George Herbert Green (16 November 1916–4 March 2001), B.A., BSc, M.B., Ch.B., (D.Obs. R.C.O.G.), M.R.C.O.G.(Lond.), was a New Zealand Obstetrician and Gynaecologist who led the National Women's Hospital Cervical Cancer Unit as Professor through the 1960s and 1970s and became notorious for conducting an alleged unethical experiment that was the subject of the Cartwright Inquiry.

Green was born in the rural South Otago town of Balclutha, New Zealand. He attended South Otago High School, where he studied University papers before even leaving high school. He later said that one of his teachers died of cervical cancer, and this sparked his lifelong interest in the disease.

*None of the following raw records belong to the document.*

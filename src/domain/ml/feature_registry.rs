use crate::domain::market::timeframe::Timeframe;
use chrono::{DateTime, Utc};
use serde::{Deserialize, Serialize};

/// Ordered list of feature names.
/// This order MUST match the column order written by the feature engine.
/// Any change here is a breaking change for every persisted model artifact.
pub const FEATURE_NAMES: &[&str] = &[
    "ret_1",
    "ret_3",
    "ret_6",
    "ret_12",
    "vol_6",
    "vol_24",
    "volume_z",
    "rsi_14",
    "macd",
    "macd_signal",
    "macd_hist",
    "bb_position",
    "bb_width",
];

pub const FEATURE_COUNT: usize = 13;

pub fn feature_names() -> Vec<String> {
    FEATURE_NAMES.iter().map(|s| s.to_string()).collect()
}

/// One row of engineered features for a single candle.
///
/// `label` is only set once the labelling horizon after `open_time` has
/// closed: `Some(true)` when the price went up over the horizon.
#[derive(Debug, Clone, PartialEq, Serialize, Deserialize)]
pub struct FeatureRow {
    pub symbol: String,
    pub interval: Timeframe,
    pub open_time: DateTime<Utc>,
    pub features: Vec<f64>,
    pub label: Option<bool>,
}

impl FeatureRow {
    pub fn new(
        symbol: impl Into<String>,
        interval: Timeframe,
        open_time: DateTime<Utc>,
        features: Vec<f64>,
    ) -> Self {
        Self {
            symbol: symbol.into(),
            interval,
            open_time,
            features,
            label: None,
        }
    }

    pub fn with_label(mut self, label: bool) -> Self {
        self.label = Some(label);
        self
    }

    pub fn is_labeled(&self) -> bool {
        self.label.is_some()
    }

    /// Feature vector with non-finite values replaced by 0 so a single bad
    /// indicator cannot poison a whole batch.
    pub fn sanitized_features(&self) -> Vec<f64> {
        self.features
            .iter()
            .map(|v| if v.is_finite() { *v } else { 0.0 })
            .collect()
    }
}

#[cfg(test)]
mod tests {
    use super::*;
    use chrono::TimeZone;

    #[test]
    fn test_feature_vector_length() {
        assert_eq!(FEATURE_NAMES.len(), FEATURE_COUNT);
        assert_eq!(feature_names()[7], "rsi_14");
    }

    #[test]
    fn test_sanitized_features() {
        let ts = Utc.timestamp_opt(1_704_067_200, 0).unwrap();
        let row = FeatureRow::new("BTCUSDT", Timeframe::OneHour, ts, vec![1.0, f64::NAN, f64::INFINITY]);
        assert_eq!(row.sanitized_features(), vec![1.0, 0.0, 0.0]);
        assert!(!row.is_labeled());
        assert!(row.with_label(true).is_labeled());
    }
}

Green attended the University of Otago and earned a B.A. in 1938, BSc (including pure and applied mathematics) in 1940, before studying Medicine. He graduated with M.B., Ch.B. in 1946, the same year as Sir Brian Barratt-Boyes. While at University he gained a Blue in Rugby, and also represented Southland in cricket. He was described as "a powerfully built man who towered over his colleagues".

Green worked at the National Women's Hospital as a House Officer and Registrar from 1948 to 1950. In 1948 he passed the RCOG Diploma in Obstetrics, scoring third highest in the exam. As a registrar he was reported to show an aptitude for statistics and analysis. He gained RCOG Membership in 1950.

In 1951 he went to work and study in the U.K., where he worked at the Queen Elizabeth Hospital in Gateshead, Tyne & Wear.

In 1955 Green returned to New Zealand, as Consultant Obstetrician at Wanganui Hospital. In 1956, while attending a training course at the National Women's Hospital, he was recruited back to work there as a Consultant. He shifted back there in 1956, joining the 'D' team which was primarily responsible for treating reproductive tract cancers. Whilst becoming the senior consultant in D team it is an exaggeration to say that he saw "nearly every woman who came to the hospital with invasive cancer and many of those with the earlier or precursor stages", as was claimed around the time of the Inquiry.

He was concerned about risks of surgery leading to infertility, and Cartwright refers to him being "increasingly concerned at the number of young women undergoing hysterectomy for the disease (CIS) which he regarded as unnecessarily radical". Journalist Sandra Coney (1987) states that "He wanted to save women from mutilating surgery and to do so he had to prove what at first he had suspected and eventually came to believe: that CIS was a harmless disease which hardly, if ever, progressed to invasive cancer.".

Outside of his cervical cancer work he was an early proponent of the Pap smear, although not necessarily of population-based screening programmes. He was also anti-abortion, and opposed sterilisation without women's consent.